PASADENA, Calif. (Jan. 27, 2017) – With its largest and deepest roster in years, a full four classes of contributing, high-level talent and an insatiable desire to string together a series of wins, Caltech baseball enters 2017 with the confidence that they will finally claim what in recent years have proven to be some elusive games.
The start of the 2015 season carried some lofty hopes, and for the most part the Beavers lived up to them, tying or leading multiple SCIAC games late, including taking the lead in the top of the 10th in an extra-inning defeat – all with just one senior starter, two juniors as regulars and a junior transfer serving as the team leaders.
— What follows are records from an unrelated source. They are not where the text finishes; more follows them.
//! Unified error handling for the market sync core
//!
//! Every failure in this crate is recoverable: transport errors trigger
//! reconnects or endpoint fallback, offload errors switch the merge path to
//! inline, storage errors are swallowed by the best-effort callers. The enum
//! still carries enough context for the logs to say what degraded.

use std::fmt;
use std::io;

/// Main error type for the market sync core
#[derive(Debug)]
pub enum SyncError {
    // Configuration errors
    ConfigNotFound(String),
    ConfigParse(String),
    ConfigValidation(String),

    // Storage errors
    StorageConnection(String),
    StorageQuery(String),

    // Upstream API errors
    ApiConnection(String),
    ApiResponse(String),
    ApiTimeout(String),
    ApiDecode(String),

    // Streaming errors
    StreamConnection(String),
    StreamClosed(String),
    ReconnectExhausted(u32),

    // Background merge worker
    OffloadUnavailable(String),

    // IO errors
    FileNotFound(String),
    FileRead(String),
    FileWrite(String),

    // General errors
    Internal(String),
}

impl SyncError {
    /// Get a user-friendly error message with helpful context
    pub fn user_message(&self) -> String {
        match self {
            SyncError::ConfigNotFound(path) => {
                format!(
                    "Configuration file not found: {}\n\n\
                    💡 Quick fix:\n\
                    1. Run: market-sync init\n\
                    2. Edit config.toml (symbols, endpoints)\n\
                    3. Try again",
                    path
                )
            }
            SyncError::ConfigValidation(msg) => {
                format!(
                    "Configuration validation error: {}\n\n\
                    💡 Check config.toml for:\n\
                    - At least one feed symbol\n\
                    - Positive intervals and timeouts\n\
                    - Non-zero history length",
                    msg
                )
            }
            SyncError::StorageConnection(msg) => {
                format!(
                    "Local storage unavailable: {}\n\n\
                    💡 Price history and warm start are disabled.\n\
                    Check the data/ directory permissions and free disk space.",
                    msg
                )
            }
            SyncError::ReconnectExhausted(attempts) => {
                format!(
                    "Live stream gave up after {} reconnect attempts\n\n\
                    💡 Prices are paused until the leader tab restarts\n\
                    or another tab takes over.",
                    attempts
                )
            }
            _ => self.to_string(),
        }
    }

    /// Check if error is retryable
    pub fn is_retryable(&self) -> bool {
        matches!(
            self,
            SyncError::ApiTimeout(_)
                | SyncError::ApiConnection(_)
                | SyncError::StreamConnection(_)
                | SyncError::StreamClosed(_)
        )
    }

    /// Get error category for logging
    pub fn category(&self) -> &'static str {
        match self {
            SyncError::ConfigNotFound(_)
            | SyncError::ConfigParse(_)
            | SyncError::ConfigValidation(_) => "config",

            SyncError::StorageConnection(_) | SyncError::StorageQuery(_) => "storage",

            SyncError::ApiConnection(_)
            | SyncError::ApiResponse(_)
            | SyncError::ApiTimeout(_)
            | SyncError::ApiDecode(_) => "api",

            SyncError::StreamConnection(_)
            | SyncError::StreamClosed(_)
            | SyncError::ReconnectExhausted(_) => "stream",

            SyncError::OffloadUnavailable(_) => "offload",

            SyncError::FileNotFound(_) | SyncError::FileRead(_) | SyncError::FileWrite(_) => "io",

            SyncError::Internal(_) => "internal",
        }
    }
}

impl fmt::Display for SyncError {
    fn fmt(&self, f: &mut fmt::Formatter<'_>) -> fmt::Result {
        match self {
            SyncError::ConfigNotFound(path) => {
                write!(f, "Configuration file not found: {}", path)
            }
            SyncError::ConfigParse(msg) => {
                write!(f, "Configuration parse error: {}", msg)
            }
            SyncError::ConfigValidation(msg) => {
                write!(f, "Configuration validation error: {}", msg)
            }

            SyncError::StorageConnection(msg) => {
                write!(f, "Storage connection error: {}", msg)
            }
            SyncError::StorageQuery(msg) => {
                write!(f, "Storage query error: {}", msg)
            }

            SyncError::ApiConnection(msg) => {
                write!(f, "API connection error: {}", msg)
            }
            SyncError::ApiResponse(msg) => {
                write!(f, "API response error: {}", msg)
            }
            SyncError::ApiTimeout(msg) => {
                write!(f, "API timeout: {}", msg)
            }
            SyncError::ApiDecode(msg) => {
                write!(f, "API payload could not be decoded: {}", msg)
            }

            SyncError::StreamConnection(msg) => {
                write!(f, "Stream connection error: {}", msg)
            }
            SyncError::StreamClosed(msg) => {
                write!(f, "Stream closed: {}", msg)
            }
            SyncError::ReconnectExhausted(attempts) => {
                write!(f, "Reconnect attempts exhausted after {} tries", attempts)
            }

            SyncError::OffloadUnavailable(msg) => {
                write!(f, "Merge worker unavailable: {}", msg)
            }

            SyncError::FileNotFound(path) => {
                write!(f, "File not found: {}", path)
            }
            SyncError::FileRead(msg) => {
                write!(f, "File read error: {}", msg)
            }
            SyncError::FileWrite(msg) => {
                write!(f, "File write error: {}", msg)
            }

            SyncError::Internal(msg) => {
                write!(f, "Internal error: {}", msg)
            }
        }
    }
}

impl std::error::Error for SyncError {}

// Conversion implementations for common error types

impl From<io::Error> for SyncError {
    fn from(err: io::Error) -> Self {
        match err.kind() {
            io::ErrorKind::NotFound => SyncError::FileNotFound(err.to_string()),
            io::ErrorKind::PermissionDenied => SyncError::FileRead(err.to_string()),
            io::ErrorKind::TimedOut => SyncError::ApiTimeout(err.to_string()),
            io::ErrorKind::ConnectionRefused => SyncError::ApiConnection(err.to_string()),
            _ => SyncError::Internal(format!("IO error: {}", err)),
        }
    }
}

impl From<rusqlite::Error> for SyncError {
    fn from(err: rusqlite::Error) -> Self {
        match err {
            rusqlite::Error::SqliteFailure(_, Some(msg)) => SyncError::StorageQuery(msg),
            rusqlite::Error::QueryReturnedNoRows => {
                SyncError::StorageQuery("Query returned no rows".to_string())
            }
            _ => SyncError::StorageQuery(err.to_string()),
        }
    }
}

impl From<serde_json::Error> for SyncError {
    fn from(err: serde_json::Error) -> Self {
        SyncError::ApiDecode(format!("JSON parse error: {}", err))
    }
}

impl From<toml::de::Error> for SyncError {
    fn from(err: toml::de::Error) -> Self {
        SyncError::ConfigParse(format!("TOML parse error: {}", err))
    }
}

impl From<reqwest::Error> for SyncError {
    fn from(err: reqwest::Error) -> Self {
        if err.is_timeout() {
            SyncError::ApiTimeout(err.to_string())
        } else if err.is_status() {
            SyncError::ApiResponse(err.to_string())
        } else if err.is_decode() {
            SyncError::ApiDecode(err.to_string())
        } else {
            SyncError::ApiConnection(err.to_string())
        }
    }
}

impl From<tokio_tungstenite::tungstenite::Error> for SyncError {
    fn from(err: tokio_tungstenite::tungstenite::Error) -> Self {
        use tokio_tungstenite::tungstenite::Error as WsError;
        match err {
            WsError::ConnectionClosed | WsError::AlreadyClosed => {
                SyncError::StreamClosed(err.to_string())
            }
            _ => SyncError::StreamConnection(err.to_string()),
        }
    }
}

impl From<crate::config::ConfigError> for SyncError {
    fn from(err: crate::config::ConfigError) -> Self {
        use crate::config::ConfigError;
        match err {
            ConfigError::FileRead(msg) => SyncError::ConfigNotFound(msg),
            ConfigError::FileWrite(msg) => SyncError::FileWrite(msg),
            ConfigError::Parse(msg) => SyncError::ConfigParse(msg),
            ConfigError::Serialize(msg) => SyncError::Internal(msg),
            ConfigError::Validation(msg) => SyncError::ConfigValidation(msg),
        }
    }
}

impl From<String> for SyncError {
    fn from(msg: String) -> Self {
        SyncError::Internal(msg)
    }
}

impl From<&str> for SyncError {
    fn from(msg: &str) -> Self {
        SyncError::Internal(msg.to_string())
    }
}

/// Result type alias using SyncError
pub type SyncResult<T> = Result<T, SyncError>;

#[cfg(test)]
mod tests {
    use super::*;

    #[test]
    fn test_error_display() {
        let err = SyncError::ConfigNotFound("config.toml".to_string());
        assert!(err.to_string().contains("config.toml"));
    }

    #[test]
    fn test_error_category() {
        let err = SyncError::ConfigValidation("test".to_string());
        assert_eq!(err.category(), "config");

        let err = SyncError::StorageQuery("test".to_string());
        assert_eq!(err.category(), "storage");

        let err = SyncError::ApiTimeout("test".to_string());
        assert_eq!(err.category(), "api");

        let err = SyncError::ReconnectExhausted(8);
        assert_eq!(err.category(), "stream");
    }

    #[test]
    fn test_retryable() {
        let err = SyncError::ApiTimeout("test".to_string());
        assert!(err.is_retryable());

        let err = SyncError::OffloadUnavailable("test".to_string());
        assert!(!err.is_retryable());
    }

    #[test]
    fn test_user_message() {
        let err = SyncError::ReconnectExhausted(8);
        let msg = err.user_message();
        assert!(msg.contains("8 reconnect attempts"));
        assert!(msg.contains("💡"));
    }

    #[test]
    fn test_config_errors_keep_their_hints() {
        let err = SyncError::from(crate::config::ConfigError::Validation("no symbols".to_string()));
        assert_eq!(err.category(), "config");
        assert!(err.user_message().contains("At least one feed symbol"));

        let err = SyncError::ConfigNotFound("config.toml".to_string());
        assert!(err.user_message().contains("market-sync init"));
    }

    #[test]
    fn test_io_conversion() {
        let io_err = io::Error::new(io::ErrorKind::NotFound, "test");
        let sync_err: SyncError = io_err.into();
        assert!(matches!(sync_err, SyncError::FileNotFound(_)));
    }
}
This year's team boasts a radically different composition, chiefly illustrated by the largest senior class in recent memory. No fewer than seven players will conclude their final year at Caltech this season and each one is set to play a valuable role this spring.
"This senior class has been our steady hand as we've shifted from a culture of change to one of evolution," Head Coach Matthew Mark said. "These guys have been plugging away for three years and deserve a great senior season to cap what they've done for this program. It's a mix of starters, role-specific guys and relative newcomers who still have a chance to contribute, which is perfect for the underclassmen to see – they can learn from the veterans, but don't have to feel intimidated or boxed out. Competition instills excellence and brings out the best in all our guys – that's what we believe, academically and athletically."
A standout as a first-year in 2014, Tim Menninger (Norristown, Pa. / Chestnut Hill Acad.) has battled a litany of injuries over his last two campaigns, but finally appears poised to deliver fully on the promise he showed as a rookie. After batting .316 and coming just three hits shy of the program record over 34 games as a freshman, the pitcher-turned-catcher struggled through a .215 average across a mere 42 combined games in 2015 and 2016. Yet now back to full health, he once again is set to split time behind the plate in addition to making a return to the mound as a key left-handed reliever.
Regulars Schaeffer Reed (Miami, Fla. / Westminster Christian) and Harrison Jacobs (Tucson, Ariz. / Catalina Foothills) will provide veteran leadership for a slew of freshmen joining them in the outfield, but first will look to show that their earning full-time roles heading into this spring was no fluke. Both lay claim to some of the top tools on the squad, with Reed's straight-line speed and enviable athleticism making him the favorite to roam centerfield from the outset while Jacobs has led the team in outfield assists each season he has been the primary starter in right field.
"Tim had to be the face of our team for a few years and took that on well, but now we have the players and depth for him to just go out there and hit," Mark said. "Schaeffer had probably the best Fall of all our outfielders; after three years of just trying to keep up as he learned on the job, he's gotten it and is exceeding expectations now as he fights to be a starter. Harrison is the epitome of a solid senior contributor – he has improved something in his game every year and is the one guy I know I never have to worry about out there. Our freshmen outfielders couldn't have a better guy leading them."
The sheer energy and focused mindset Kai Kirk (San Jose, Calif. / Wesleyan Univ.) immediately provided as a junior transfer last year could really begin to pay dividends this year. Not only was he the team's emotional leader within days of stepping on campus, but he shouldered the status as the rotation's ace on the mound and led the team in on-base percentage from the batter's box.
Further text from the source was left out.